Extract tag-delimited regions using regex or string matching
Parse the JSON content within each tag region with JSON.parse()

The JSON within each tag region is guaranteed to be valid and schema-conforming, but the surrounding free-form text requires standard string processing to locate the tag boundaries.

Usage

Use structured output parsing when:

You have obtained a response from a grammar-constrained inference request (any response_format with type: "json_object" and a schema).
You need to convert the string output into a typed JavaScript/TypeScript object for application logic.
You want to eliminate all JSON parsing error handling from your application code.

Do not use this pattern when:

The request did not include response_format with grammar constraints -- free-form text output may not be valid JSON.
finish_reason is "length" -- the output may be truncated mid-token, resulting in incomplete JSON. Always check finish_reason.

Theoretical Basis

The reliability of this parsing pattern rests on a formal guarantee from the grammar-constrained decoding algorithm:

Theorem: If grammar-constrained decoding completes with finish_reason: "stop", the generated token sequence, when decoded to a string, is a member of the language defined by the grammar.

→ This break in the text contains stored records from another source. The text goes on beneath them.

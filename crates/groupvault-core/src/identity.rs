//! Opaque chat identities.

use std::fmt;
use std::str::FromStr;

use serde::{Deserialize, Serialize};

/// An opaque integer identifying a chat user or a chat/group.
///
/// Telegram hands out signed 64-bit identifiers for both users and
/// chats (group ids are negative). This is the primary key for all
/// persisted state; the JSON state document stores it as a string key.
#[derive(
    Debug, Clone, Copy, PartialEq, Eq, PartialOrd, Ord, Hash, Serialize, Deserialize,
)]
#[serde(transparent)]
pub struct Identity(pub i64);

impl Identity {
    /// Returns the string form used as a JSON map key.
    pub fn key(&self) -> String {
        self.0.to_string()
    }
}

impl fmt::Display for Identity {
    fn fmt(&self, f: &mut fmt::Formatter<'_>) -> fmt::Result {
        write!(f, "{}", self.0)
    }
}

impl From<i64> for Identity {
    fn from(value: i64) -> Self {
        Self(value)
    }
}

impl FromStr for Identity {
    type Err = std::num::ParseIntError;

    fn from_str(s: &str) -> Result<Self, Self::Err> {
        s.parse::<i64>().map(Self)
    }
}
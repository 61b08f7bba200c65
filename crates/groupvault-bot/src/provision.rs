//! Idempotent Drive structure provisioning.
//!
//! Establishes a group's archive layout: one root folder, seven kind
//! folders inside it, and the ledger spreadsheet. Runs at link time and
//! lazily before every archive; calling it against an already-complete
//! structure touches nothing.

use tracing::info;

use groupvault_core::{ContentKind, GroupRecord, Identity, LEDGER_HEADER};
use groupvault_core::{root_folder_name, sheet_title};
use groupvault_providers::storage::{NodeKind, StorageProvider};
use groupvault_providers::ProviderResult;

/// Ensures the group's full Drive structure exists, filling missing
/// refs into `record` as they resolve.
///
/// For each node: the record's stored ref wins, then a lookup by name
/// at the provider, and only a miss creates. Drive has no atomic
/// get-or-create, so racing callers may both look up before either
/// creates; the query-then-create discipline keeps that window small
/// and a later call adopts whichever node the lookup returns.
///
/// Refs are written into `record` one by one, so a partial failure
/// keeps everything established so far and the next call resumes
/// instead of starting over. Callers persist the record afterwards,
/// on error paths too.
pub async fn ensure(
    provider: &dyn StorageProvider,
    app_name: &str,
    group: Identity,
    title: &str,
    record: &mut GroupRecord,
) -> ProviderResult<()> {
    let root = match &record.root_folder {
        Some(id) => id.clone(),
        None => {
            let name = root_folder_name(app_name, title, group);
            let id = match provider
                .find_child(None, name.clone(), NodeKind::Folder)
                .await?
            {
                Some(id) => id,
                None => provider.create_folder(None, name).await?,
            };
            record.root_folder = Some(id.clone());
            id
        }
    };

    // Fixed order keeps racing provisioners aligned node by node.
    for kind in ContentKind::ALL {
        if record.folder_for(kind).is_some() {
            continue;
        }
        let name = kind.folder_name().to_string();
        let id = match provider
            .find_child(Some(root.clone()), name.clone(), NodeKind::Folder)
            .await?
        {
            Some(id) => id,
            None => provider.create_folder(Some(root.clone()), name).await?,
        };
        record.folders.insert(kind, id);
    }

    if record.sheet.is_none() {
        let title = sheet_title(title, group);
        let id = match provider
            .find_child(Some(root.clone()), title.clone(), NodeKind::Spreadsheet)
            .await?
        {
            Some(id) => id,
            None => {
                let header = LEDGER_HEADER.iter().map(|s| s.to_string()).collect();
                provider.create_spreadsheet(root.clone(), title, header).await?
            }
        };
        record.sheet = Some(id);
        info!(%group, "archive structure provisioned");
    }

    Ok(())
}
//! Provider-agnostic chat message model and content classification.
//!
//! The Telegram adapter converts platform messages into
//! [`InboundMessage`] so that the dispatcher and its tests never touch
//! wire types. Classification is mutually exclusive by priority:
//! text or caption always wins over an attachment, and a message
//! carries at most one attachment kind.

use serde::{Deserialize, Serialize};

use crate::identity::Identity;

/// The closed set of media categories the dispatcher recognizes.
///
/// `Other` exists as a provisioned catch-all folder but is never
/// produced by classification; unrecognized platform content maps to
/// no content at all.
#[derive(
    Debug, Clone, Copy, PartialEq, Eq, PartialOrd, Ord, Hash, Serialize, Deserialize,
)]
#[serde(rename_all = "snake_case")]
pub enum ContentKind {
    Photo,
    Video,
    Document,
    Audio,
    Voice,
    Sticker,
    Other,
}

impl ContentKind {
    /// All kinds in the fixed provisioning order.
    pub const ALL: [ContentKind; 7] = [
        ContentKind::Photo,
        ContentKind::Video,
        ContentKind::Document,
        ContentKind::Audio,
        ContentKind::Voice,
        ContentKind::Sticker,
        ContentKind::Other,
    ];

    /// The Drive folder name provisioned for this kind.
    pub fn folder_name(&self) -> &'static str {
        match self {
            ContentKind::Photo => "Photos",
            ContentKind::Video => "Videos",
            ContentKind::Document => "Documents",
            ContentKind::Audio => "Audio",
            ContentKind::Voice => "Voice",
            ContentKind::Sticker => "Stickers",
            ContentKind::Other => "Other",
        }
    }

    /// The canonical file extension for downloads of this kind, used
    /// when the platform reports no file name.
    pub fn default_extension(&self) -> &'static str {
        match self {
            ContentKind::Photo => "jpg",
            ContentKind::Video => "mp4",
            ContentKind::Document => "bin",
            ContentKind::Audio => "mp3",
            ContentKind::Voice => "ogg",
            ContentKind::Sticker => "webp",
            ContentKind::Other => "bin",
        }
    }

    /// Short lowercase tag used as a scratch-file name prefix.
    pub fn tag(&self) -> &'static str {
        match self {
            ContentKind::Photo => "photo",
            ContentKind::Video => "video",
            ContentKind::Document => "doc",
            ContentKind::Audio => "audio",
            ContentKind::Voice => "voice",
            ContentKind::Sticker => "sticker",
            ContentKind::Other => "other",
        }
    }
}

/// What kind of chat a message arrived in.
#[derive(Debug, Clone, Copy, PartialEq, Eq, Serialize, Deserialize)]
#[serde(rename_all = "snake_case")]
pub enum ChatKind {
    /// One-on-one conversation with the bot.
    Private,
    /// Group or supergroup.
    Group,
}

/// The author of a message, as far as the platform reports one.
#[derive(Debug, Clone, PartialEq, Eq, Serialize, Deserialize)]
pub struct Sender {
    pub id: Identity,
    pub display_name: String,
}

/// A single media attachment carried by a message.
#[derive(Debug, Clone, PartialEq, Eq, Serialize, Deserialize)]
pub struct Attachment {
    /// Which media category this is.
    pub kind: ContentKind,
    /// Platform handle used to fetch the file contents.
    pub file_id: String,
    /// Provider-assigned id that is stable across forwards; used for
    /// collision-resistant scratch and upload names.
    pub unique_id: String,
    /// Original file name, when the platform reports one.
    pub file_name: Option<String>,
    /// Best-known MIME type, when the platform reports one.
    pub mime_type: Option<String>,
}

impl Attachment {
    /// The name the file is stored under, both locally and in Drive.
    ///
    /// Documents and audio keep their reported file name when present;
    /// everything else gets `<tag>_<unique_id>.<ext>`.
    pub fn storage_name(&self) -> String {
        match &self.file_name {
            Some(name) if !name.trim().is_empty() => {
                crate::names::sanitize_name(name, self.kind.tag())
            }
            _ => format!(
                "{}_{}.{}",
                self.kind.tag(),
                self.unique_id,
                self.kind.default_extension()
            ),
        }
    }
}

/// A chat message normalized from the platform wire format.
#[derive(Debug, Clone, PartialEq, Eq, Serialize, Deserialize)]
pub struct InboundMessage {
    /// The chat the message arrived in.
    pub chat: Identity,
    /// Chat title, absent for private chats.
    pub chat_title: Option<String>,
    pub chat_kind: ChatKind,
    /// Platform message id, unique within the chat.
    pub message_id: i64,
    pub sender: Option<Sender>,
    pub text: Option<String>,
    /// Caption attached to a media message.
    pub caption: Option<String>,
    /// The message this one replies to, when present.
    pub reply_to: Option<Box<InboundMessage>>,
    /// At most one media attachment; the adapter picks the first
    /// populated platform field in a fixed order.
    pub attachment: Option<Attachment>,
}

/// The archivable content of a message, after classification.
#[derive(Debug, Clone, Copy, PartialEq, Eq)]
pub enum MessageContent<'a> {
    /// Text or caption destined for a ledger row.
    Text(&'a str),
    /// A media attachment destined for a kind folder.
    Media(&'a Attachment),
}

impl InboundMessage {
    /// Classifies the message into exactly one archivable content.
    ///
    /// Priority: non-empty text or caption first, then the attachment.
    /// `None` means the message carries nothing the archive recognizes.
    pub fn content(&self) -> Option<MessageContent<'_>> {
        if let Some(text) = self.text.as_deref().filter(|t| !t.is_empty()) {
            return Some(MessageContent::Text(text));
        }
        if let Some(caption) = self.caption.as_deref().filter(|c| !c.is_empty()) {
            return Some(MessageContent::Text(caption));
        }
        self.attachment.as_ref().map(MessageContent::Media)
    }

    /// Returns true if the text looks like a bot command.
    pub fn is_command(&self) -> bool {
        self.text.as_deref().is_some_and(|t| t.starts_with('/'))
    }

    /// The chat title, falling back to the chat id for untitled chats.
    pub fn display_title(&self) -> String {
        match self.chat_title.as_deref() {
            Some(title) if !title.is_empty() => title.to_string(),
            _ => self.chat.key(),
        }
    }

    /// The sender's display name, or the literal "Unknown" when the
    /// platform reports no sender.
    pub fn sender_name(&self) -> &str {
        self.sender
            .as_ref()
            .map(|s| s.display_name.as_str())
            .unwrap_or("Unknown")
    }

    /// The sender id as a string, empty when there is no sender.
    pub fn sender_id(&self) -> String {
        self.sender
            .as_ref()
            .map(|s| s.id.key())
            .unwrap_or_default()
    }
}
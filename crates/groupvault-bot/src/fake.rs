//! In-memory storage fake for provisioner and dispatcher tests.
//!
//! Mimics Drive's semantics: nodes live under parents, lookups are by
//! name + kind, duplicate names are allowed (creates never merge), and
//! everything is observable through counters.

use std::collections::HashMap;
use std::path::PathBuf;
use std::sync::Mutex;

use groupvault_providers::error::{ProviderError, ProviderResult};
use groupvault_providers::storage::{BoxFuture, NodeKind, StorageProvider};

#[derive(Debug, Clone)]
pub struct FakeNode {
    pub id: String,
    pub parent: Option<String>,
    pub name: String,
    pub kind: NodeKind,
}

#[derive(Debug, Default)]
struct FakeState {
    nodes: Vec<FakeNode>,
    rows: HashMap<String, Vec<Vec<String>>>,
    uploads: Vec<(String, String)>,
    finds: usize,
    creates: usize,
    appends: usize,
    next_id: usize,
    fail_uploads: bool,
}

/// A stateful in-memory [`StorageProvider`].
#[derive(Debug, Default)]
pub struct FakeStorage {
    state: Mutex<FakeState>,
}

impl FakeStorage {
    pub fn new() -> Self {
        Self::default()
    }

    /// Makes every subsequent upload fail with a server error.
    pub fn fail_uploads(&self) {
        self.state.lock().unwrap().fail_uploads = true;
    }

    pub fn create_count(&self) -> usize {
        self.state.lock().unwrap().creates
    }

    pub fn append_count(&self) -> usize {
        self.state.lock().unwrap().appends
    }

    pub fn upload_count(&self) -> usize {
        self.state.lock().unwrap().uploads.len()
    }

    /// Folder ids files were uploaded into, in order.
    pub fn upload_folders(&self) -> Vec<String> {
        self.state
            .lock()
            .unwrap()
            .uploads
            .iter()
            .map(|(folder, _)| folder.clone())
            .collect()
    }

    pub fn rows(&self, spreadsheet: &str) -> Vec<Vec<String>> {
        self.state
            .lock()
            .unwrap()
            .rows
            .get(spreadsheet)
            .cloned()
            .unwrap_or_default()
    }

    pub fn nodes(&self) -> Vec<FakeNode> {
        self.state.lock().unwrap().nodes.clone()
    }

    fn insert_node(
        state: &mut FakeState,
        parent: Option<String>,
        name: String,
        kind: NodeKind,
    ) -> String {
        state.next_id += 1;
        state.creates += 1;
        let id = format!("node-{}", state.next_id);
        state.nodes.push(FakeNode {
            id: id.clone(),
            parent,
            name,
            kind,
        });
        id
    }
}

impl StorageProvider for FakeStorage {
    fn find_child(
        &self,
        parent: Option<String>,
        name: String,
        kind: NodeKind,
    ) -> BoxFuture<'_, ProviderResult<Option<String>>> {
        Box::pin(async move {
            let mut state = self.state.lock().unwrap();
            state.finds += 1;
            Ok(state
                .nodes
                .iter()
                .find(|n| n.parent == parent && n.name == name && n.kind == kind)
                .map(|n| n.id.clone()))
        })
    }

    fn create_folder(
        &self,
        parent: Option<String>,
        name: String,
    ) -> BoxFuture<'_, ProviderResult<String>> {
        Box::pin(async move {
            let mut state = self.state.lock().unwrap();
            Ok(Self::insert_node(&mut state, parent, name, NodeKind::Folder))
        })
    }

    fn create_spreadsheet(
        &self,
        parent: String,
        title: String,
        header: Vec<String>,
    ) -> BoxFuture<'_, ProviderResult<String>> {
        Box::pin(async move {
            let mut state = self.state.lock().unwrap();
            let id = Self::insert_node(&mut state, Some(parent), title, NodeKind::Spreadsheet);
            state.rows.insert(id.clone(), vec![header]);
            Ok(id)
        })
    }

    fn append_row(
        &self,
        spreadsheet: String,
        row: Vec<String>,
    ) -> BoxFuture<'_, ProviderResult<()>> {
        Box::pin(async move {
            let mut state = self.state.lock().unwrap();
            state.appends += 1;
            state.rows.entry(spreadsheet).or_default().push(row);
            Ok(())
        })
    }

    fn upload_file(
        &self,
        folder: String,
        name: String,
        _mime_type: Option<String>,
        _local_path: PathBuf,
    ) -> BoxFuture<'_, ProviderResult<String>> {
        Box::pin(async move {
            let mut state = self.state.lock().unwrap();
            if state.fail_uploads {
                return Err(ProviderError::server("injected upload failure"));
            }
            state.next_id += 1;
            let id = format!("file-{}", state.next_id);
            state.uploads.push((folder, name));
            Ok(id)
        })
    }
}
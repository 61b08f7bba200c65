//! Persisted per-user and per-group state records.
//!
//! These replace the loosely-typed nested dictionaries of earlier
//! incarnations with tagged records: serde defaulting covers missing
//! and legacy fields, so old state documents load cleanly.

use std::collections::BTreeMap;
use std::path::PathBuf;

use serde::{Deserialize, Serialize};

use crate::identity::Identity;
use crate::message::ContentKind;

/// How a group triggers archiving.
#[derive(Debug, Clone, Copy, PartialEq, Eq, Default, Serialize, Deserialize)]
#[serde(rename_all = "snake_case")]
pub enum ArchiveMode {
    /// Archive the message a trigger command or keyword replies to.
    #[default]
    Reply,
    /// Archive every incoming message unattended.
    Auto,
}

/// Settings for passive-auto archiving.
#[derive(Debug, Clone, PartialEq, Eq, Serialize, Deserialize)]
#[serde(default)]
pub struct AutoSettings {
    pub enabled: bool,
    /// Notification interval in hours, clamped to 1..=24 on input.
    pub notify_interval_hours: u8,
}

impl Default for AutoSettings {
    fn default() -> Self {
        Self {
            enabled: false,
            notify_interval_hours: 6,
        }
    }
}

/// Per-user state: language preference and credential reference.
///
/// Created on first interaction, mutated on language change or
/// successful authorization, never deleted.
#[derive(Debug, Clone, PartialEq, Eq, Serialize, Deserialize)]
#[serde(default)]
pub struct UserRecord {
    pub lang: String,
    /// Path of the persisted OAuth token blob, once authorized.
    pub creds_file: Option<PathBuf>,
}

impl Default for UserRecord {
    fn default() -> Self {
        Self {
            lang: "en".to_string(),
            creds_file: None,
        }
    }
}

/// Per-group state: archiving switches and provisioned Drive refs.
#[derive(Debug, Clone, PartialEq, Eq, Serialize, Deserialize)]
#[serde(default)]
pub struct GroupRecord {
    /// Master switch for archiving in this group.
    pub enabled: bool,
    pub mode: ArchiveMode,
    /// Whose credentials authorize storage operations for this group.
    pub linked_user: Option<Identity>,
    /// Drive id of the provisioned root folder.
    pub root_folder: Option<String>,
    /// Drive ids of the provisioned kind folders.
    pub folders: BTreeMap<ContentKind, String>,
    /// Drive id of the ledger spreadsheet.
    pub sheet: Option<String>,
    /// Trigger keywords for reply mode; empty means command-only.
    pub keywords: Vec<String>,
    pub auto: AutoSettings,
}

impl Default for GroupRecord {
    fn default() -> Self {
        Self {
            enabled: true,
            mode: ArchiveMode::default(),
            linked_user: None,
            root_folder: None,
            folders: BTreeMap::new(),
            sheet: None,
            keywords: Vec::new(),
            auto: AutoSettings::default(),
        }
    }
}

impl GroupRecord {
    /// Returns true once the provisioner has established the full
    /// structure: every kind folder and the ledger, together.
    pub fn is_provisioned(&self) -> bool {
        self.root_folder.is_some()
            && self.sheet.is_some()
            && ContentKind::ALL
                .iter()
                .all(|kind| self.folders.get(kind).is_some_and(|id| !id.is_empty()))
    }

    /// The provisioned folder ref for a kind, if established.
    pub fn folder_for(&self, kind: ContentKind) -> Option<&str> {
        self.folders.get(&kind).map(String::as_str)
    }

    /// Clears the linked identity and every provisioned ref.
    ///
    /// The record itself survives; the Drive-side structure is left
    /// untouched so a re-link can find it again by name.
    pub fn unlink(&mut self) {
        self.linked_user = None;
        self.root_folder = None;
        self.folders.clear();
        self.sheet = None;
    }

    /// Returns true if unattended archiving is active: auto mode
    /// selected and the auto switch on.
    ///
    /// The two flip together through commands, but a legacy state
    /// document may carry them split; both must hold.
    pub fn auto_archives(&self) -> bool {
        self.mode == ArchiveMode::Auto && self.auto.enabled
    }

    /// Returns true if `text` exactly matches a configured keyword,
    /// case-insensitively.
    pub fn matches_keyword(&self, text: &str) -> bool {
        let text = text.trim().to_lowercase();
        self.keywords.iter().any(|k| k.to_lowercase() == text)
    }
}

/// The free-text input a pending action is waiting for.
#[derive(Debug, Clone, Copy, PartialEq, Eq, Serialize, Deserialize)]
#[serde(rename_all = "snake_case")]
pub enum AwaitedInput {
    /// A notify interval in hours (1-24).
    Interval,
    /// A comma-separated keyword list.
    Keywords,
}

/// Per-user transient record linking a private conversation to the
/// group being configured.
///
/// `awaiting` is set when a flow needs one more piece of free-text
/// input; it is consumed by the next private text message from that
/// user or superseded by a new pending action.
#[derive(Debug, Clone, PartialEq, Eq, Serialize, Deserialize)]
pub struct PendingAction {
    pub chat: Identity,
    #[serde(default, skip_serializing_if = "Option::is_none")]
    pub awaiting: Option<AwaitedInput>,
}

impl PendingAction {
    pub fn new(chat: Identity) -> Self {
        Self {
            chat,
            awaiting: None,
        }
    }

    pub fn awaiting(chat: Identity, input: AwaitedInput) -> Self {
        Self {
            chat,
            awaiting: Some(input),
        }
    }
}
//! Google Sheets API client.
//!
//! Writes the ledger header and appends archive rows. The spreadsheet
//! file itself is created through the Drive API so it lands in the
//! right folder; this client only touches cell values by id.

use std::time::Duration;

use serde_json::json;
use tracing::debug;

use crate::error::{ProviderError, ProviderResult};

use super::drive::{map_api_error, map_transport_error};

/// Google Sheets API client.
#[derive(Debug)]
pub struct SheetsClient {
    http_client: reqwest::Client,
    access_token: String,
    base_url: String,
}

impl SheetsClient {
    /// Creates a new Sheets client with the given access token.
    pub fn new(
        access_token: impl Into<String>,
        base_url: impl Into<String>,
        timeout: Duration,
    ) -> Self {
        let http_client = reqwest::Client::builder()
            .timeout(timeout)
            .build()
            .expect("failed to create HTTP client");

        Self {
            http_client,
            access_token: access_token.into(),
            base_url: base_url.into(),
        }
    }

    /// Writes the header row into the first row of the sheet.
    ///
    /// Called exactly once, right after the spreadsheet file is
    /// created.
    pub async fn write_header(&self, spreadsheet: &str, header: &[String]) -> ProviderResult<()> {
        let range = format!("A1:{}1", column_letter(header.len()));
        let url = format!(
            "{}/spreadsheets/{}/values/{}",
            self.base_url,
            urlencoding::encode(spreadsheet),
            range
        );

        let response = self
            .http_client
            .put(&url)
            .bearer_auth(&self.access_token)
            .query(&[("valueInputOption", "RAW")])
            .json(&json!({ "values": [header] }))
            .send()
            .await
            .map_err(map_transport_error)?;

        check_status(response).await?;
        debug!(spreadsheet, "wrote ledger header");
        Ok(())
    }

    /// Appends one row after the last populated row of the sheet.
    pub async fn append_row(&self, spreadsheet: &str, row: &[String]) -> ProviderResult<()> {
        let range = format!("A:{}", column_letter(row.len()));
        let url = format!(
            "{}/spreadsheets/{}/values/{}:append",
            self.base_url,
            urlencoding::encode(spreadsheet),
            range
        );

        let response = self
            .http_client
            .post(&url)
            .bearer_auth(&self.access_token)
            .query(&[
                ("valueInputOption", "RAW"),
                ("insertDataOption", "INSERT_ROWS"),
            ])
            .json(&json!({ "values": [row] }))
            .send()
            .await
            .map_err(map_transport_error)?;

        check_status(response).await?;
        debug!(spreadsheet, "appended ledger row");
        Ok(())
    }
}

/// Converts a 1-based column count to its A1-notation letter.
///
/// The ledger is six columns wide, so single letters cover every range
/// this client builds.
fn column_letter(columns: usize) -> char {
    let index = columns.clamp(1, 26) - 1;
    (b'A' + index as u8) as char
}

async fn check_status(response: reqwest::Response) -> ProviderResult<()> {
    let status = response.status();
    if !status.is_success() {
        let body = response.text().await.unwrap_or_default();
        return Err(map_api_error(status, &body));
    }
    // The values-update response body is not used.
    response
        .bytes()
        .await
        .map_err(|e| ProviderError::network(format!("failed to read response: {}", e)))?;
    Ok(())
}
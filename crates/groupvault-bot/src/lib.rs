//! groupvault bot daemon.
//!
//! Wires the domain model and the Google provider into a Telegram bot:
//!
//! - [`config`] / [`cli`] - daemon configuration
//! - [`state`] - the persisted group/user state document
//! - [`session`] / [`auth`] - device-flow link orchestration
//! - [`provision`] - idempotent Drive structure provisioning
//! - [`dispatch`] - message classification and archive transfer
//! - [`telegram`] / [`commands`] / [`bot`] - the Telegram surface

pub mod auth;
pub mod bot;
pub mod cli;
pub mod commands;
pub mod config;
pub mod dispatch;
pub mod error;
pub mod provision;
pub mod replies;
pub mod session;
pub mod state;
pub mod telegram;

#[cfg(test)]
pub(crate) mod fake;

pub use error::{BotError, BotResult};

This follows from the decoding algorithm's invariants:

Initialization: The grammar matcher starts in the grammar's initial state.
Per-token invariant: At each step, only tokens that lead to valid partial parses are available for sampling. The bitmask enforces this.
Termination: The grammar matcher signals completion only when the current parse state is an accepting state of the grammar.
Concatenation: The decoded string is the concatenation of all accepted tokens, which by the invariant forms a valid parse.

For JSON Schema grammars specifically, this means:

Every property name and string value is properly quoted
Every numeric value has valid syntax
Boolean values are exactly true or false
Arrays and objects have matching brackets/braces
Required properties are present
Enum values match one of the specified options

Caveat: finish_reason

The guarantee holds only when finish_reason is "stop" (natural grammar completion). If finish_reason is "length" (hit max_tokens or context window limit), the output may be a valid prefix of the grammar but not a complete parse. In this case, JSON.parse() may fail.

Performance Profiling

The usage statistics in the response include grammar-specific metrics:

usage.extra.grammar_init_s -- Time spent compiling the grammar (seconds). Cached across requests with the same schema.
usage.extra.grammar_per_token_s -- Average per-token time for bitmask computation and token acceptance (seconds).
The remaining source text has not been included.